» **What is expected**: Go through the material below and copy each line exactly.
(The data begins)
//! OpenAPI documentation configuration.

use utoipa::OpenApi;

use crate::{api, error, models};

/// OpenAPI documentation.
#[derive(OpenApi)]
#[openapi(
    info(
        title = "Facade Contest Server",
        version = "0.1.0",
        description = "API server for shop photo uploads, AI facade and interior designs, contest entries and social sharing"
    ),
    servers(
        (url = "/", description = "Local server")
    ),
    paths(
        // Health endpoints
        api::health::health,
        api::health::ready,
        // Upload endpoints
        api::uploads::upload_storefront,
        api::uploads::upload_interior,
        api::uploads::list_uploads,
        api::uploads::delete_upload,
        // Generation endpoints
        api::generate::generate,
        api::generate::generate_interior,
        api::generate::generate_single,
        api::generate::generation_status,
        // Design endpoints
        api::designs::list_designs,
        api::designs::design_detail,
        api::designs::design_stats,
        api::designs::select_design,
        api::designs::delete_design,
        // Contest endpoints
        api::contest::submit,
        api::contest::check_submission,
        api::contest::leaderboard,
        api::contest::get_submission,
        api::contest::user_submissions,
        // Share endpoints
        api::share::log_share,
        api::share::contest_entry,
        api::share::user_shares,
        api::share::leaderboard,
        api::share::stats,
    ),
    components(
        schemas(
            // Common
            error::ErrorResponse,
            // Health
            api::health::HealthResponse,
            api::health::ReadyResponse,
            // Uploads
            models::UserInfo,
            models::UploadResponse,
            models::UploadSummary,
            // Designs
            models::DesignType,
            models::UploadType,
            models::ProcessingStatus,
            models::GenerateRequest,
            models::GenerateSingleRequest,
            models::GenerateResponse,
            models::GenerationStatus,
            models::DesignSummary,
            models::DesignGroup,
            models::DesignDetail,
            models::DesignTypeCount,
            models::DesignStats,
            models::SelectDesignRequest,
            models::SelectDesignResponse,
            // Contest
            models::SubmissionStatus,
            models::SubmitRequest,
            models::SubmittedDesign,
            models::SubmissionResponse,
            models::ExistingSubmission,
            models::LeaderboardEntry,
            models::LeaderboardResponse,
            api::contest::SubmissionCheck,
            // Share
            models::ShareRequest,
            models::ShareContent,
            models::SharingUrls,
            models::ShareResponse,
            models::Participant,
            models::ContestEntryView,
            models::UserShare,
            models::ShareLeaderboardEntry,
            models::ShareLeaderboard,
            models::PlatformCount,
            models::ShareStats,
        )
    ),
    tags(
        (name = "Health", description = "Health check endpoints"),
        (name = "Uploads", description = "Storefront and interior photo uploads"),
        (name = "Generation", description = "Design generation"),
        (name = "Designs", description = "Design gallery"),
        (name = "Contest", description = "Contest submissions"),
        (name = "Share", description = "Social sharing and contest links")
    )
)]
pub struct ApiDoc;
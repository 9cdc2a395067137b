//! Domain error types for the facade contest server.
//!
//! Uses thiserror for ergonomic error handling with automatic Display implementations.

use actix_web::{HttpResponse, ResponseError, http::StatusCode};
use sea_orm::{DbErr, SqlErr};
use std::fmt;
use std::sync::atomic::{AtomicBool, Ordering};

/// When set, error bodies carry the underlying error text in `detail`.
static VERBOSE_ERRORS: AtomicBool = AtomicBool::new(false);

/// Enable or disable verbose error bodies (development mode only).
pub fn set_verbose_errors(enabled: bool) {
    VERBOSE_ERRORS.store(enabled, Ordering::Relaxed);
}

fn verbose_errors() -> bool {
    VERBOSE_ERRORS.load(Ordering::Relaxed)
}

/// Application-level errors.
#[derive(Debug, thiserror::Error)]
pub enum AppError {
    /// Database operation failed
    #[error("Database error: {0}")]
    Database(String),

    /// Resource not found
    #[error("{0} not found")]
    NotFound(String),

    /// Invalid input data
    #[error("Invalid input: {0}")]
    InvalidInput(String),

    /// Uploaded file exceeds the configured limit
    #[error("File too large: {0}")]
    PayloadTooLarge(String),

    /// Image could not be decoded or has unusable dimensions
    #[error("Invalid image: {0}")]
    Image(String),

    /// Resource exists but does not belong to the caller
    #[error("Forbidden: {0}")]
    Forbidden(String),

    /// Store-level constraint violation
    #[error("Conflict: {0}")]
    Conflict(String),

    /// No design style could be produced
    #[error("Generation failed: {0}")]
    GenerationFailed(String),

    /// Asset storage (filesystem or S3) operation failed
    #[error("Storage error: {0}")]
    Storage(String),
}

impl AppError {
    /// HTTP status and stable error code for this error.
    pub fn code(&self) -> (StatusCode, &'static str) {
        match self {
            AppError::Database(_) => (StatusCode::INTERNAL_SERVER_ERROR, "DATABASE_ERROR"),
            AppError::NotFound(_) => (StatusCode::NOT_FOUND, "NOT_FOUND"),
            AppError::InvalidInput(_) => (StatusCode::BAD_REQUEST, "INVALID_INPUT"),
            AppError::PayloadTooLarge(_) => (StatusCode::BAD_REQUEST, "FILE_TOO_LARGE"),
            AppError::Image(_) => (StatusCode::BAD_REQUEST, "INVALID_IMAGE"),
            AppError::Forbidden(_) => (StatusCode::FORBIDDEN, "FORBIDDEN"),
            AppError::Conflict(_) => (StatusCode::CONFLICT, "CONFLICT"),
            AppError::GenerationFailed(_) => {
                (StatusCode::INTERNAL_SERVER_ERROR, "GENERATION_FAILED")
            }
            AppError::Storage(_) => (StatusCode::INTERNAL_SERVER_ERROR, "STORAGE_ERROR"),
        }
    }
}

impl ResponseError for AppError {
    fn status_code(&self) -> StatusCode {
        self.code().0
    }

    fn error_response(&self) -> HttpResponse {
        let (status, error_code) = self.code();

        let response_message = match self {
            AppError::Database(err_str) => {
                tracing::error!("Database error: {}", err_str);
                "An internal database error occurred".to_string()
            }
            AppError::Storage(err_str) => {
                tracing::error!("Storage error: {}", err_str);
                "Failed to store or read an image".to_string()
            }
            AppError::GenerationFailed(_) => "Failed to generate any designs".to_string(),
            _ => self.to_string(),
        };

        HttpResponse::build(status).json(ErrorResponse {
            error: error_code.to_string(),
            message: response_message,
            detail: verbose_errors().then(|| format!("{:?}", self)),
        })
    }
}

/// Error response body matching OpenAPI schema.
#[derive(Debug, serde::Serialize, serde::Deserialize, utoipa::ToSchema)]
pub struct ErrorResponse {
    pub error: String,
    pub message: String,
    #[serde(default, skip_serializing_if = "Option::is_none")]
    pub detail: Option<String>,
}

impl fmt::Display for ErrorResponse {
    fn fmt(&self, f: &mut fmt::Formatter<'_>) -> fmt::Result {
        write!(f, "{}: {}", self.error, self.message)
    }
}

/// Convenience type alias for Results with AppError.
pub type AppResult<T> = Result<T, AppError>;

// Conversion implementations for common error types

impl From<serde_json::Error> for AppError {
    fn from(err: serde_json::Error) -> Self {
        AppError::InvalidInput(format!("JSON parsing error: {}", err))
    }
}

impl From<DbErr> for AppError {
    fn from(err: DbErr) -> Self {
        match err.sql_err() {
            Some(SqlErr::UniqueConstraintViolation(msg)) => AppError::Conflict(msg),
            Some(SqlErr::ForeignKeyConstraintViolation(msg)) => {
                AppError::NotFound(format!("Referenced record ({})", msg))
            }
            _ => AppError::Database(err.to_string()),
        }
    }
}

impl From<uuid::Error> for AppError {
    fn from(err: uuid::Error) -> Self {
        AppError::InvalidInput(format!("Invalid UUID: {}", err))
    }
}

impl From<image::ImageError> for AppError {
    fn from(err: image::ImageError) -> Self {
        AppError::Image(err.to_string())
    }
}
(The data ends)
» **Result of this exercise**:
//! OpenAPI documentation configuration.

use utoipa::OpenApi;

use crate::{api, error, models};

/// OpenAPI documentation.
#[derive(OpenApi)]
#[openapi(
    info(
        title = "Facade Contest Server",
        version = "0.1.0",
        description = "API server for shop photo uploads, AI facade and interior designs, contest entries and social sharing"
    ),
    servers(
        (url = "/", description = "Local server")
    ),
    paths(
        // Health endpoints
        api::health::health,
        api::health::ready,
        // Upload endpoints
        api::uploads::upload_storefront,
        api::uploads::upload_interior,
        api::uploads::list_uploads,
        api::uploads::delete_upload,
        // Generation endpoints
        api::generate::generate,
        api::generate::generate_interior,
        api::generate::generate_single,
        api::generate::generation_status,
        // Design endpoints
        api::designs::list_designs,
        api::designs::design_detail,
        api::designs::design_stats,
        api::designs::select_design,
        api::designs::delete_design,
        // Contest endpoints
        api::contest::submit,
        api::contest::check_submission,
        api::contest::leaderboard,
        api::contest::get_submission,
        api::contest::user_submissions,
        // Share endpoints
        api::share::log_share,
        api::share::contest_entry,
        api::share::user_shares,
        api::share::leaderboard,
        api::share::stats,
    ),
    components(
        schemas(
            // Common
            error::ErrorResponse,
            // Health
            api::health::HealthResponse,
            api::health::ReadyResponse,
            // Uploads
            models::UserInfo,
            models::UploadResponse,
            models::UploadSummary,
            // Designs
            models::DesignType,
            models::UploadType,
            models::ProcessingStatus,
            models::GenerateRequest,
            models::GenerateSingleRequest,
            models::GenerateResponse,
            models::GenerationStatus,
            models::DesignSummary,
            models::DesignGroup,
            models::DesignDetail,
            models::DesignTypeCount,
            models::DesignStats,
            models::SelectDesignRequest,
            models::SelectDesignResponse,
            // Contest
            models::SubmissionStatus,
            models::SubmitRequest,
            models::SubmittedDesign,
            models::SubmissionResponse,
            models::ExistingSubmission,
            models::LeaderboardEntry,
            models::LeaderboardResponse,
            api::contest::SubmissionCheck,
            // Share
            models::ShareRequest,
            models::ShareContent,
            models::SharingUrls,
            models::ShareResponse,
            models::Participant,
            models::ContestEntryView,
            models::UserShare,
            models::ShareLeaderboardEntry,
            models::ShareLeaderboard,
            models::PlatformCount,
            models::ShareStats,
        )
    ),
    tags(
        (name = "Health", description = "Health check endpoints"),
        (name = "Uploads", description = "Storefront and interior photo uploads"),
        (name = "Generation", description = "Design generation"),
        (name = "Designs", description = "Design gallery"),
        (name = "Contest", description = "Contest submissions"),
        (name = "Share", description = "Social sharing and contest links")
    )
)]
pub struct ApiDoc;
repository 9cdc2a395067137b
//! Domain error types for the facade contest server.
//!
//! Uses thiserror for ergonomic error handling with automatic Display implementations.

use actix_web::{HttpResponse, ResponseError, http::StatusCode};
use sea_orm::{DbErr, SqlErr};
use std::fmt;
use std::sync::atomic::{AtomicBool, Ordering};

/// When set, error bodies carry the underlying error text in `detail`.
static VERBOSE_ERRORS: AtomicBool = AtomicBool::new(false);

/// Enable or disable verbose error bodies (development mode only).
pub fn set_verbose_errors(enabled: bool) {
    VERBOSE_ERRORS.store(enabled, Ordering::Relaxed);
}

fn verbose_errors() -> bool {
    VERBOSE_ERRORS.load(Ordering::Relaxed)
}

/// Application-level errors.
#[derive(Debug, thiserror::Error)]
pub enum AppError {
    /// Database operation failed
    #[error("Database error: {0}")]
    Database(String),

    /// Resource not found
    #[error("{0} not found")]
    NotFound(String),

    /// Invalid input data
    #[error("Invalid input: {0}")]
    InvalidInput(String),

    /// Uploaded file exceeds the configured limit
    #[error("File too large: {0}")]
    PayloadTooLarge(String),

    /// Image could not be decoded or has unusable dimensions
    #[error("Invalid image: {0}")]
    Image(String),

    /// Resource exists but does not belong to the caller
    #[error("Forbidden: {0}")]
    Forbidden(String),

    /// Store-level constraint violation
    #[error("Conflict: {0}")]
    Conflict(String),

    /// No design style could be produced
    #[error("Generation failed: {0}")]
    GenerationFailed(String),

    /// Asset storage (filesystem or S3) operation failed
    #[error("Storage error: {0}")]
    Storage(String),
}

impl AppError {
    /// HTTP status and stable error code for this error.
    pub fn code(&self) -> (StatusCode, &'static str) {
        match self {
            AppError::Database(_) => (StatusCode::INTERNAL_SERVER_ERROR, "DATABASE_ERROR"),
            AppError::NotFound(_) => (StatusCode::NOT_FOUND, "NOT_FOUND"),
            AppError::InvalidInput(_) => (StatusCode::BAD_REQUEST, "INVALID_INPUT"),
            AppError::PayloadTooLarge(_) => (StatusCode::BAD_REQUEST, "FILE_TOO_LARGE"),
            AppError::Image(_) => (StatusCode::BAD_REQUEST, "INVALID_IMAGE"),
            AppError::Forbidden(_) => (StatusCode::FORBIDDEN, "FORBIDDEN"),
            AppError::Conflict(_) => (StatusCode::CONFLICT, "CONFLICT"),
            AppError::GenerationFailed(_) => {
                (StatusCode::INTERNAL_SERVER_ERROR, "GENERATION_FAILED")
            }
            AppError::Storage(_) => (StatusCode::INTERNAL_SERVER_ERROR, "STORAGE_ERROR"),
        }
    }
}

impl ResponseError for AppError {
    fn status_code(&self) -> StatusCode {
        self.code().0
    }

    fn error_response(&self) -> HttpResponse {
        let (status, error_code) = self.code();

        let response_message = match self {
            AppError::Database(err_str) => {
                tracing::error!("Database error: {}", err_str);
                "An internal database error occurred".to_string()
            }
            AppError::Storage(err_str) => {
                tracing::error!("Storage error: {}", err_str);
                "Failed to store or read an image".to_string()
            }
            AppError::GenerationFailed(_) => "Failed to generate any designs".to_string(),
            _ => self.to_string(),
        };

        HttpResponse::build(status).json(ErrorResponse {
            error: error_code.to_string(),
            message: response_message,
            detail: verbose_errors().then(|| format!("{:?}", self)),
        })
    }
}

/// Error response body matching OpenAPI schema.
#[derive(Debug, serde::Serialize, serde::Deserialize, utoipa::ToSchema)]
pub struct ErrorResponse {
    pub error: String,
    pub message: String,
    #[serde(default, skip_serializing_if = "Option::is_none")]
    pub detail: Option<String>,
}

impl fmt::Display for ErrorResponse {
    fn fmt(&self, f: &mut fmt::Formatter<'_>) -> fmt::Result {
        write!(f, "{}: {}", self.error, self.message)
    }
}

/// Convenience type alias for Results with AppError.
pub type AppResult<T> = Result<T, AppError>;

// Conversion implementations for common error types

impl From<serde_json::Error> for AppError {
    fn from(err: serde_json::Error) -> Self {
        AppError::InvalidInput(format!("JSON parsing error: {}", err))
    }
}

impl From<DbErr> for AppError {
    fn from(err: DbErr) -> Self {
        match err.sql_err() {
            Some(SqlErr::UniqueConstraintViolation(msg)) => AppError::Conflict(msg),
            Some(SqlErr::ForeignKeyConstraintViolation(msg)) => {
                AppError::NotFound(format!("Referenced record ({})", msg))
            }
            _ => AppError::Database(err.to_string()),
        }
    }
}

impl From<uuid::Error> for AppError {
    fn from(err: uuid::Error) -> Self {
        AppError::InvalidInput(format!("Invalid UUID: {}", err))
    }
}

impl From<image::ImageError> for AppError {
    fn from(err: image::ImageError) -> Self {
        AppError::Image(err.to_string())
    }
}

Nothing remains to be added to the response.